Re: Tuning the M1911 for Reliability.
A couple of things:
1). A couple of years ago someone here contradicted me about the following that is covered in the article:
"When the barrel is placed in the frame and pushed all the way rearward, there should be a gap of about 0.030 of an inch between the feed ramp and the barrel. The absence of such a gap can produce feeding problems and must be remedied by a professional pistolsmith."
The claim was that the gap should be zero. supposedly some famous 1911 gunsmith that the guy had worked with always did it to zero. This probably puts that to rest. This is only one of many places that this (0.030 inches gap) dimension appears.
2). Loose is typically reliable. Accuracy is usually gained by tighter fits. But there is more to it than just a loose or tight slide to frame fit as the article points out well.

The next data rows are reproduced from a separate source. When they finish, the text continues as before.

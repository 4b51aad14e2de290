//! # Lumen Engine
//!
//! Core of a component-based 3D engine with a deferred renderer.
//!
//! ## Features
//!
//! - **Scene Graph**: entities owning a closed set of component kinds
//! - **Resource Cache**: typed, deduplicating, thread-safe asset storage
//! - **Materials**: texture slots driving shader variation selection
//! - **Shader Variations**: lazily compiled programs keyed by feature bitmask
//! - **Model Import**: external scene graphs converted into entities and shared geometry
//!
//! The GPU is reached only through the [`rendering::GraphicsDevice`] capability,
//! so the whole core runs headless in tests.
//!
//! ## Quick Start
//!
//! ```rust,no_run
//! use std::sync::Arc;
//! use lumen_engine::prelude::*;
//!
//! fn main() -> Result<(), Box<dyn std::error::Error>> {
//!     let config = ApplicationConfig::default();
//!     let device = Arc::new(HeadlessDevice::new());
//!     let mut engine = Engine::new(config, device)?;
//!
//!     let root = engine.load_model("Data/Models/sponza.obj")?;
//!     log::info!("Imported model root {root}");
//!
//!     engine.tick(1.0 / 60.0);
//!     Ok(())
//! }
//! ```

#![warn(missing_docs)]
#![warn(clippy::all, clippy::pedantic, clippy::nursery)]
#![allow(clippy::module_name_repetitions, clippy::similar_names, clippy::too_many_arguments)]

pub mod config;
pub mod core;
pub mod events;
pub mod foundation;
pub mod import;
pub mod io;
pub mod rendering;
pub mod resource;
pub mod scene;
pub mod threading;

mod engine;

pub use engine::{Engine, EngineError, EngineFlags};

/// Common imports for engine users
pub mod prelude {
    pub use crate::{
        Engine, EngineError, EngineFlags,
        core::{
            config::{ApplicationConfig, AssetConfig, EngineConfig, ShaderConfig, ThreadingConfig},
            Context,
        },
        foundation::math::{BoundingBox, Mat4, Quat, Vec2, Vec3, Vec4},
        import::{ModelImporter, ObjImporter, ProgressReport},
        rendering::{GraphicsDevice, HeadlessDevice, ShaderFlags, ShaderVariationCache},
        resource::{
            Material, Model, Resource, ResourceCache, ResourceHandle, ResourceManager, Texture,
            TextureKind,
        },
        scene::{ComponentKind, Entity, EntityId, Scene},
    };
}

I have done a couple of 1911's and the most is to be gained accuracy wise by a tight fitting barrel bush with it still being able to rotate vertically to allow the rear of the barrel to rotate up and down without barrel springing. This combined with the Wilson Combat Dwyer Group Gripper that uses a little leaf spring inside their special recoil spring guide and their link with a step in it to allow the barrel to be stuffed up into the slide. It makes the barrel always come back to exactly the same place vertically. These two changes can increase accuracy by 30% and it cost significantly less than a frame tightening and barrel link length adjustment job and does not measurable reduce the reliability if the barrel bush is fitted correctly.
Another supposed adjustment that increases the durability of the gun is fitting the hood for virtually no looseness when the slide is fully closed. It can take welding and grinding or machining the barrel hood to get it just right. If this fit is too loose the barrel will beat the groves in the underside of the slide to death and ruin the slide, eventually, on a heavily used gun.